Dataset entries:
================

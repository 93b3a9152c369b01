//! Keep-alive pings.
//!
//! Every tick sends one `<app>.ping` subscribe per application prefix
//! found in the subscription history, so a connection that only speaks
//! spot never pings futures and vice versa. Ping channels are excluded
//! from history, so heartbeats never show up in reconnect replays.

use crate::core::config::{parse_interval, DEFAULT_PING_INTERVAL};
use crate::core::types::{ConnectionState, WsEvent};
use crate::service::ServiceInner;
use std::sync::Arc;
use std::time::Duration;
use tokio::time::{interval, MissedTickBehavior};
use tracing::{debug, warn};

pub(crate) async fn ping_loop(inner: Arc<ServiceInner>) {
    let configured = inner.conf.read().ping_interval.clone();
    let period = parse_interval(&configured).unwrap_or_else(|| {
        warn!(interval = %configured, "unparsable ping interval, using {DEFAULT_PING_INTERVAL}");
        Duration::from_secs(10)
    });

    let mut ticker = interval(period);
    ticker.set_missed_tick_behavior(MissedTickBehavior::Skip);

    loop {
        tokio::select! {
            _ = inner.cancel.cancelled() => break,
            _ = ticker.tick() => {
                if inner.status() != ConnectionState::Connected {
                    continue;
                }
                for app in inner.registry.app_prefixes() {
                    let channel = format!("{app}.ping");
                    if let Err(err) = inner
                        .send_subscription(WsEvent::Subscribe, &channel, Vec::new(), None, false)
                        .await
                    {
                        warn!(channel = %channel, error = %err, "heartbeat ping failed");
                    }
                }
            }
        }
    }
    debug!("heartbeat stopped");
}
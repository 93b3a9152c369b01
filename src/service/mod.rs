//! Connection lifecycle and the public service handle.
//!
//! [`WsService`] wraps one physical socket shared by every logical channel.
//! Background tasks: one read loop (started lazily on first use), one
//! dispatcher per channel, one heartbeat. All of them stop when the
//! cancellation token supplied at construction fires.

mod api;
mod heartbeat;
mod reader;
mod registry;
mod transport;

pub use api::ApiOptions;
pub use registry::Callback;

use crate::channels;
use crate::core::codec;
use crate::core::config::ConnectConfig;
use crate::core::errors::GateWsError;
use crate::core::signer;
use crate::core::types::{
    Auth, ConnectionState, FramePayload, SubscribeOptions, SubscriptionRecord, UpdateMsg, WsEvent,
    WsFrame,
};
use crate::service::registry::ChannelRegistry;
use crate::service::transport::{SharedSink, WsReadHalf};
use chrono::Utc;
use futures_util::SinkExt;
use secrecy::Secret;
use serde::Serialize;
use std::fmt;
use std::sync::atomic::{AtomicBool, AtomicU8, Ordering};
use std::sync::Arc;
use tokio::sync::OnceCell;
use tokio_tungstenite::tungstenite::Message;
use tokio_util::sync::CancellationToken;
use tracing::{debug, instrument};

/// State shared by every clone of [`WsService`] and its background tasks.
pub(crate) struct ServiceInner {
    conf: parking_lot::RwLock<ConnectConfig>,
    url: String,
    status: AtomicU8,
    sink: SharedSink,
    /// Read half parked between dial and the first subscribe/API call.
    parked_read: parking_lot::Mutex<Option<WsReadHalf>>,
    reader_started: AtomicBool,
    login_once: OnceCell<()>,
    registry: ChannelRegistry,
    cancel: CancellationToken,
}

impl ServiceInner {
    fn status(&self) -> ConnectionState {
        ConnectionState::from_u8(self.status.load(Ordering::Acquire))
    }

    fn set_status(&self, status: ConnectionState) {
        self.status.store(status.as_u8(), Ordering::Release);
    }

    /// Claim the connected→reconnecting transition. Returns `false` when
    /// the service already left the connected state (closed, terminally
    /// failed, or a reconnect is underway).
    fn begin_reconnect(&self) -> bool {
        self.status
            .compare_exchange(
                ConnectionState::Connected.as_u8(),
                ConnectionState::Reconnecting.as_u8(),
                Ordering::AcqRel,
                Ordering::Acquire,
            )
            .is_ok()
    }

    fn has_credentials(&self) -> bool {
        self.conf.read().has_credentials()
    }

    fn credentials(&self) -> (String, String) {
        let conf = self.conf.read();
        (conf.api_key().to_string(), conf.api_secret().to_string())
    }

    /// Start the read loop on first use; later calls are no-ops.
    fn start_reader(self: &Arc<Self>) {
        if self
            .reader_started
            .compare_exchange(false, true, Ordering::AcqRel, Ordering::Acquire)
            .is_err()
        {
            return;
        }
        if let Some(read) = self.parked_read.lock().take() {
            tokio::spawn(reader::read_loop(Arc::clone(self), read));
        }
    }

    /// Close and drop the write half, if any.
    async fn close_socket(&self) {
        let mut guard = self.sink.lock().await;
        if let Some(mut sink) = guard.take() {
            let _ = sink.send(Message::Close(None)).await;
            let _ = sink.close().await;
        }
    }

    /// Shared send path for subscribe, unsubscribe, reconnect replay and
    /// heartbeat pings.
    ///
    /// Every frame carries the auth block; the signature always covers the
    /// subscribe event, which is what the server verifies for unsubscribe
    /// frames too. `record` appends the call to the replayable history
    /// unless the channel is transport-internal.
    async fn send_subscription(
        self: &Arc<Self>,
        event: WsEvent,
        channel: &str,
        payload: Vec<String>,
        id: Option<i64>,
        record: bool,
    ) -> Result<(), GateWsError> {
        if channels::requires_auth(channel) && !self.has_credentials() {
            return Err(GateWsError::AuthRequired);
        }
        self.registry.ensure_channel(channel, &self.cancel);

        let (key, secret) = self.credentials();
        let time = Utc::now().timestamp();
        let sign = signer::sign_subscribe(&secret, channel, time)?;
        let frame = WsFrame {
            time,
            id,
            channel: channel.to_string(),
            event,
            auth: Some(Auth {
                method: channels::AUTH_METHOD_API_KEY.to_string(),
                key,
                sign,
            }),
            payload: FramePayload::Markets(payload.clone()),
        };
        transport::send_message(&self.sink, codec::encode_frame(&frame)?).await?;

        if record && !channels::is_transport_channel(channel) {
            self.registry.record(SubscriptionRecord {
                channel: channel.to_string(),
                event,
                payload,
                id,
            });
        }
        self.start_reader();
        Ok(())
    }
}

/// Cloneable handle to one Gate.io websocket connection.
///
/// One socket carries any number of logical channels. Callbacks registered
/// per channel receive decoded [`UpdateMsg`] envelopes in server order;
/// recorded subscriptions are replayed transparently when the connection
/// drops and re-establishes.
///
/// ```no_run
/// use gate_ws::{channels, ConnectConfig, WsService};
///
/// # async fn run() -> Result<(), gate_ws::GateWsError> {
/// let service = WsService::connect(ConnectConfig::read_only()).await?;
/// service.set_callback(channels::SPOT_PUBLIC_TRADE, |msg| {
///     println!("{:?}", msg.result);
/// });
/// service
///     .subscribe(channels::SPOT_PUBLIC_TRADE, &["BTC_USDT"])
///     .await?;
/// # Ok(())
/// # }
/// ```
#[derive(Clone)]
pub struct WsService {
    inner: Arc<ServiceInner>,
}

impl WsService {
    /// Dial the configured endpoint and return a connected service.
    ///
    /// Shorthand for [`connect_with_cancel`](Self::connect_with_cancel)
    /// with a token the service owns; [`close`](Self::close) cancels it.
    pub async fn connect(conf: ConnectConfig) -> Result<Self, GateWsError> {
        Self::connect_with_cancel(conf, CancellationToken::new()).await
    }

    /// Dial the configured endpoint, tying every background task to
    /// `cancel`.
    ///
    /// Fails with [`GateWsError::Connect`] once the dial retry budget is
    /// exhausted; nothing is spawned in that case.
    pub async fn connect_with_cancel(
        conf: ConnectConfig,
        cancel: CancellationToken,
    ) -> Result<Self, GateWsError> {
        let url = conf.endpoint();
        let (sink, read) = transport::dial(&url, conf.skip_tls_verify, conf.max_retries).await?;
        debug!(url = %url, app = %conf.app, "websocket connected");

        let inner = Arc::new(ServiceInner {
            conf: parking_lot::RwLock::new(conf),
            url,
            status: AtomicU8::new(ConnectionState::Connected.as_u8()),
            sink: tokio::sync::Mutex::new(Some(sink)),
            parked_read: parking_lot::Mutex::new(Some(read)),
            reader_started: AtomicBool::new(false),
            login_once: OnceCell::new(),
            registry: ChannelRegistry::new(),
            cancel,
        });
        tokio::spawn(heartbeat::ping_loop(Arc::clone(&inner)));
        Ok(Self { inner })
    }

    /// Subscribe `markets` on `channel`.
    ///
    /// Rejected with [`GateWsError::AuthRequired`] before anything is sent
    /// when the channel needs credentials and none are set. Register the
    /// callback first: messages arriving before one is set are dropped.
    pub async fn subscribe(
        &self,
        channel: &str,
        markets: &[impl AsRef<str> + Send + Sync],
    ) -> Result<(), GateWsError> {
        self.subscribe_with_options(channel, markets, SubscribeOptions::default())
            .await
    }

    /// Subscribe with an explicit numeric id echoed back in the ack.
    #[instrument(skip(self, markets))]
    pub async fn subscribe_with_options(
        &self,
        channel: &str,
        markets: &[impl AsRef<str> + Send + Sync],
        options: SubscribeOptions,
    ) -> Result<(), GateWsError> {
        let payload = to_payload(markets);
        self.inner
            .send_subscription(WsEvent::Subscribe, channel, payload, options.id, true)
            .await
    }

    /// Unsubscribe `markets` from `channel`.
    ///
    /// The delivery queue and dispatcher stay alive; only the market view
    /// derived from history shrinks.
    #[instrument(skip(self, markets))]
    pub async fn unsubscribe(
        &self,
        channel: &str,
        markets: &[impl AsRef<str> + Send + Sync],
    ) -> Result<(), GateWsError> {
        let payload = to_payload(markets);
        self.inner
            .send_subscription(WsEvent::Unsubscribe, channel, payload, None, true)
            .await
    }

    /// Register `callback` for `channel`, replacing any previous one.
    pub fn set_callback<F>(&self, channel: &str, callback: F)
    where
        F: Fn(UpdateMsg) + Send + Sync + 'static,
    {
        self.inner.registry.set_callback(channel, Arc::new(callback));
    }

    /// Drop the callback for `channel`; its messages are silently discarded
    /// from then on (the unhandled hook still sees them).
    pub fn clear_callback(&self, channel: &str) {
        self.inner.registry.clear_callback(channel);
    }

    /// Install a hook observing messages that would otherwise be dropped:
    /// frames for channels without a delivery queue and queued messages
    /// without a callback.
    pub fn set_unhandled_callback<F>(&self, callback: F)
    where
        F: Fn(UpdateMsg) + Send + Sync + 'static,
    {
        self.inner.registry.set_unhandled(Arc::new(callback));
    }

    pub fn clear_unhandled_callback(&self) {
        self.inner.registry.clear_unhandled();
    }

    /// Send an authenticated API call on `channel` (order placement,
    /// amendment, cancellation, status).
    ///
    /// The service logs in once before its first call. The call does not
    /// wait for the response; it arrives asynchronously through the
    /// callback registered for `channel`, so register it first.
    pub async fn api_request<T>(&self, channel: &str, req_param: &T) -> Result<(), GateWsError>
    where
        T: Serialize + ?Sized,
    {
        self.api_request_with_options(channel, req_param, ApiOptions::default())
            .await
    }

    /// [`api_request`](Self::api_request) with an explicit channel-id
    /// header or request id.
    #[instrument(skip(self, req_param))]
    pub async fn api_request_with_options<T>(
        &self,
        channel: &str,
        req_param: &T,
        options: ApiOptions,
    ) -> Result<(), GateWsError>
    where
        T: Serialize + ?Sized,
    {
        let req_param = serde_json::to_value(req_param)?;
        self.inner.api_call(channel, req_param, options).await
    }

    /// Markets currently subscribed on `channel`, folded from the
    /// subscribe/unsubscribe history.
    pub fn channel_markets(&self, channel: &str) -> Vec<String> {
        self.inner.registry.channel_markets(channel)
    }

    /// Channels with a registered callback.
    pub fn registered_channels(&self) -> Vec<String> {
        self.inner.registry.registered_channels()
    }

    pub fn status(&self) -> ConnectionState {
        self.inner.status()
    }

    pub fn is_connected(&self) -> bool {
        self.status() == ConnectionState::Connected
    }

    /// Snapshot of the configuration. Secrets stay redacted when the
    /// snapshot is serialized or debug-printed.
    pub fn connect_config(&self) -> ConnectConfig {
        self.inner.conf.read().clone()
    }

    pub fn api_key(&self) -> String {
        self.inner.conf.read().api_key().to_string()
    }

    pub fn api_secret(&self) -> String {
        self.inner.conf.read().api_secret().to_string()
    }

    /// Set the API key after construction, for late-bound auth.
    pub fn set_api_key(&self, key: impl Into<String>) {
        self.inner.conf.write().api_key = Secret::new(key.into());
    }

    /// Set the API secret after construction, for late-bound auth.
    pub fn set_api_secret(&self, secret: impl Into<String>) {
        self.inner.conf.write().api_secret = Secret::new(secret.into());
    }

    pub fn max_retries(&self) -> Option<u32> {
        self.inner.conf.read().max_retries
    }

    /// Adjust the reconnect retry budget; `None` retries forever.
    pub fn set_max_retries(&self, max_retries: Option<u32>) {
        self.inner.conf.write().max_retries = max_retries;
    }

    /// Cancel every background task and close the socket. The service is
    /// unusable afterwards; construct a new one to reconnect.
    pub async fn close(&self) {
        self.inner.cancel.cancel();
        self.inner.close_socket().await;
        self.inner.set_status(ConnectionState::Disconnected);
    }
}

impl fmt::Debug for WsService {
    fn fmt(&self, f: &mut fmt::Formatter<'_>) -> fmt::Result {
        f.debug_struct("WsService")
            .field("url", &self.inner.url)
            .field("status", &self.status())
            .finish_non_exhaustive()
    }
}

fn to_payload(markets: &[impl AsRef<str> + Send + Sync]) -> Vec<String> {
    markets.iter().map(|m| m.as_ref().to_string()).collect()
}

================

> **Try it**
Search the data and copy each line containing "first".

> **The completed task**
//! Background tasks: one read loop (started lazily on first use), one
    /// Read half parked between dial and the first subscribe/API call.
    /// Start the read loop on first use; later calls are no-ops.
    /// callback first: messages arriving before one is set are dropped.
    /// The service logs in once before its first call. The call does not
    /// callback registered for `channel`, so register it first.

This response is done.